Friday, January 4, 2008

non lyrical post.

today was horrid.
cos training was horrid.
yeyun fell and scraped her knee.
just thinking of her wound makes me.. sick.
i really didnt mean to scare the sec1s with my reaction.
but i seriously cant stand the sight of blood.
i was very scared just now.
i dont know how to describe it alr.
c'div knows.

then went out with trik.
had our diet meals at queensway.
then we walked like two/three bus stops.
talked, crapped, laughed.
we each got a part of the sky,
named the lampost,
asked each other impossible questions,
played the telepathy game,
and everyth else.
and ty for that inspiring wo si wo zai story.
i was just acting dumb when i said that
i didnt want to be the reincarnation of na4 bo1 lun2.
i got what you mean actually, it did help.
anyw, missed a thousand buses.
and trik was super late for tuition - or not.
never thought i'd ever be out at with trik at that time.
when the sky was like that dark alr.
gah, maybe today's not that horrid after all.
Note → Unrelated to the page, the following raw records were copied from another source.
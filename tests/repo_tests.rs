// tests/repo_tests.rs

mod common;

use chrono::{Duration, TimeZone, Utc};
use common::{seed_math_quiz, test_pool};
use quiz_master::{
    models::{
        score::Grade,
        subject::NewSubject,
        user::NewUser,
    },
    repo,
};
use sqlx::SqliteConnection;

async fn learner(conn: &mut SqliteConnection, username: &str) -> i64 {
    repo::users::insert(
        conn,
        &NewUser {
            username: username.to_string(),
            email: format!("{username}@example.com"),
            password_hash: "not-a-real-hash".to_string(),
            full_name: username.to_string(),
            is_admin: false,
        },
    )
    .await
    .unwrap()
}

fn graded(total_scored: i64, total_questions: i64) -> Grade {
    Grade {
        total_scored,
        total_questions,
    }
}

#[tokio::test]
async fn seeding_the_admin_is_idempotent() {
    let pool = test_pool().await;
    let created = quiz_master::db::seed_admin(&pool, &common::test_config())
        .await
        .unwrap();
    assert!(!created);

    let admins: i64 = sqlx::query_scalar("SELECT COUNT(*) FROM users WHERE is_admin = 1")
        .fetch_one(&pool)
        .await
        .unwrap();
    assert_eq!(admins, 1);
}

#[tokio::test]
async fn average_is_the_mean_of_attempt_percentages() {
    let pool = test_pool().await;
    let seeded = seed_math_quiz(&pool).await;
    let mut conn = pool.acquire().await.unwrap();
    let user_id = learner(&mut conn, "alice").await;

    assert_eq!(repo::scores::average_percentage(&mut conn, user_id).await.unwrap(), 0.0);

    let now = Utc::now();
    repo::scores::insert(&mut conn, seeded.quiz_id, user_id, graded(1, 2), now)
        .await
        .unwrap();
    repo::scores::insert(&mut conn, seeded.quiz_id, user_id, graded(3, 3), now)
        .await
        .unwrap();
    // A quiz without questions counts as 0%.
    repo::scores::insert(&mut conn, seeded.quiz_id, user_id, graded(0, 0), now)
        .await
        .unwrap();

    let average = repo::scores::average_percentage(&mut conn, user_id).await.unwrap();
    assert!((average - 50.0).abs() < 1e-9, "average was {average}");
    assert_eq!(repo::scores::count_for_user(&mut conn, user_id).await.unwrap(), 3);
}

#[tokio::test]
async fn recent_scores_are_newest_first_and_limited() {
    let pool = test_pool().await;
    let seeded = seed_math_quiz(&pool).await;
    let mut conn = pool.acquire().await.unwrap();
    let user_id = learner(&mut conn, "bob").await;
    let other_id = learner(&mut conn, "carol").await;

    let start = Utc.with_ymd_and_hms(2025, 1, 1, 9, 0, 0).unwrap();
    for minutes in 0..7 {
        repo::scores::insert(
            &mut conn,
            seeded.quiz_id,
            user_id,
            graded(minutes % 3, 2),
            start + Duration::minutes(minutes),
        )
        .await
        .unwrap();
    }
    repo::scores::insert(&mut conn, seeded.quiz_id, other_id, graded(2, 2), start)
        .await
        .unwrap();

    let recent = repo::scores::recent_for_user(&mut conn, user_id, 5).await.unwrap();
    assert_eq!(recent.len(), 5);
    assert!(recent.iter().all(|score| score.user_id == user_id));
    assert_eq!(recent[0].timestamp, start + Duration::minutes(6));
    assert!(recent.windows(2).all(|w| w[0].timestamp >= w[1].timestamp));
    assert_eq!(recent[0].subject_name, "Math");
    assert_eq!(recent[0].chapter_name, "Algebra");
    assert_eq!(recent[0].username, "bob");

    let latest = repo::scores::latest_for_quiz(&mut conn, seeded.quiz_id, user_id)
        .await
        .unwrap()
        .unwrap();
    assert_eq!(latest.timestamp, start + Duration::minutes(6));

    assert_eq!(repo::scores::list_all(&mut conn).await.unwrap().len(), 8);
    assert_eq!(repo::scores::count(&mut conn).await.unwrap(), 8);
}

#[tokio::test]
async fn quiz_counts_include_empty_subjects() {
    let pool = test_pool().await;
    let seeded = seed_math_quiz(&pool).await;
    let mut conn = pool.acquire().await.unwrap();

    repo::subjects::insert(
        &mut conn,
        &NewSubject {
            name: "Art".to_string(),
            description: String::new(),
        },
    )
    .await
    .unwrap();

    let counts = repo::subjects::list_with_quiz_counts(&mut conn).await.unwrap();
    let counts: Vec<(&str, i64)> = counts
        .iter()
        .map(|subject| (subject.name.as_str(), subject.quiz_count))
        .collect();
    assert_eq!(counts, vec![("Art", 0), ("Math", 1)]);

    let summaries = repo::quizzes::list_by_subject(&mut conn, seeded.subject_id)
        .await
        .unwrap();
    assert_eq!(summaries.len(), 1);
    assert_eq!(summaries[0].question_count, 2);
}

#[tokio::test]
async fn duplicate_subject_is_a_unique_violation() {
    let pool = test_pool().await;
    seed_math_quiz(&pool).await;
    let mut conn = pool.acquire().await.unwrap();

    let err = repo::subjects::insert(
        &mut conn,
        &NewSubject {
            name: "Math".to_string(),
            description: String::new(),
        },
    )
    .await
    .unwrap_err();
    assert!(repo::is_unique_violation(&err));
}

#[tokio::test]
async fn deleting_a_chapter_cascades_to_quizzes_questions_and_scores() {
    let pool = test_pool().await;
    let seeded = seed_math_quiz(&pool).await;
    let mut conn = pool.acquire().await.unwrap();
    let user_id = learner(&mut conn, "dave").await;
    repo::scores::insert(&mut conn, seeded.quiz_id, user_id, graded(1, 2), Utc::now())
        .await
        .unwrap();

    assert!(repo::chapters::delete_cascade(&mut conn, seeded.chapter_id).await.unwrap());
    assert!(!repo::chapters::delete_cascade(&mut conn, seeded.chapter_id).await.unwrap());

    assert!(repo::quizzes::find(&mut conn, seeded.quiz_id).await.unwrap().is_none());
    assert!(repo::questions::list_by_quiz(&mut conn, seeded.quiz_id).await.unwrap().is_empty());
    assert_eq!(repo::scores::count(&mut conn).await.unwrap(), 0);
    assert!(repo::subjects::find(&mut conn, seeded.subject_id).await.unwrap().is_some());
}

#[tokio::test]
async fn answer_keys_follow_the_stored_questions() {
    let pool = test_pool().await;
    let seeded = seed_math_quiz(&pool).await;
    let mut conn = pool.acquire().await.unwrap();

    let keys = repo::questions::answer_keys(&mut conn, seeded.quiz_id).await.unwrap();
    let keys: Vec<(i64, i64)> = keys
        .iter()
        .map(|key| (key.question_id, key.correct_option))
        .collect();
    assert_eq!(
        keys,
        vec![(seeded.question_ids[0], 1), (seeded.question_ids[1], 2)]
    );
}

#[tokio::test]
async fn in_memory_database_is_shared_by_the_whole_pool() {
    let config = quiz_master::config::Config {
        database_max_connections: 5,
        ..common::test_config()
    };
    let pool = quiz_master::db::connect(&config).await.unwrap();
    quiz_master::db::migrate(&pool).await.unwrap();
    assert_eq!(pool.options().get_max_connections(), 1);

    quiz_master::db::seed_admin(&pool, &config).await.unwrap();
    let (first, second) = tokio::join!(
        sqlx::query_scalar::<_, i64>("SELECT COUNT(*) FROM users").fetch_one(&pool),
        sqlx::query_scalar::<_, i64>("SELECT COUNT(*) FROM users").fetch_one(&pool),
    );
    assert_eq!(first.unwrap(), 1);
    assert_eq!(second.unwrap(), 1);

    assert!(quiz_master::db::is_in_memory("sqlite::memory:"));
    assert!(quiz_master::db::is_in_memory("sqlite://file:shared?mode=memory&cache=shared"));
    assert!(!quiz_master::db::is_in_memory("sqlite://quiz_master.db"));
}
wrote that letter to clau today.
i feel empty too.
really.

and maybe i'm trying, trying too hard.
so much that i'm tearing us apart.

you make me laugh a hell lot.
but its all just on the outer surface.
it feels great to be smiling and everyth around you,
and every smile was genuine.
random talk and insane nonsense.
but i cant help but feel empty.
just really desolate and airy.
empty.

absence makes the heart grow fonder.
vs
out of sight, out of mind.

i miss you all.

i miss you.

now that you are back,
i am trying really hard to suit your needs and go along with you.
but what do you take me for?
did you even think of how i felt when you said all those words?
i doubt you did, cos it shot me right in the heart.
all i want is to be a good grandniece,
but you are not giving me that chance.

you dont understand.

slipaway/watching from a distance?
will i even last?

read your blog.
if i really gave you that feeling,
i guess you could have just turned your back on me.
and i didnt want to feel that way either actually.

tonight, bah.

ciao.

Thursday, January 3, 2008

i'm not doing it right.
every single ___/word i read/see/hear.
hurts.
so much that i think i'll just cry myself to sleep tonight.
i dont know how i'll take it to the 100th step.
at the rate i'm going,
and everyth else.
i know what you're seeking
and its not me you're missing

tonight i've fallen and i cant get up
i need your loving hands to come and pick me up
and every night i miss you
i can just look up
and know the stars are holdin' you, holdin' you, holdin' you
tonight.
-except that you wont be here tonight.
or at least, not for me, bah.

slipaway *less than*/3

and i should lock myself up.
ciao.
sitting by the glass door looking out
see you walking in and i pout
you didnt see me but its okay
and i think, you always dont anyway

jump to my feet close the door behind
"you want a drink?" and i decline
i brisked walk past everyone
dont like it, though it happens everytime

when i stand right there
you see through me
like i'm just thin air
walk into me
but you stepped into my heart,
unknowingly.
you could have walked right through
why leave that mark on me?










okay, this is so not blahhhh.
ahhhhhh.
ciao.
very soon all my posts will be non lyrical and fully emotional.
gah. i feel bored.
bored at home, bored in school, bored during lessons.
ms chew is a dang interesting tcher though.
her lessons are exciting. i like her.
anyw, everyth is boring when you are moodless.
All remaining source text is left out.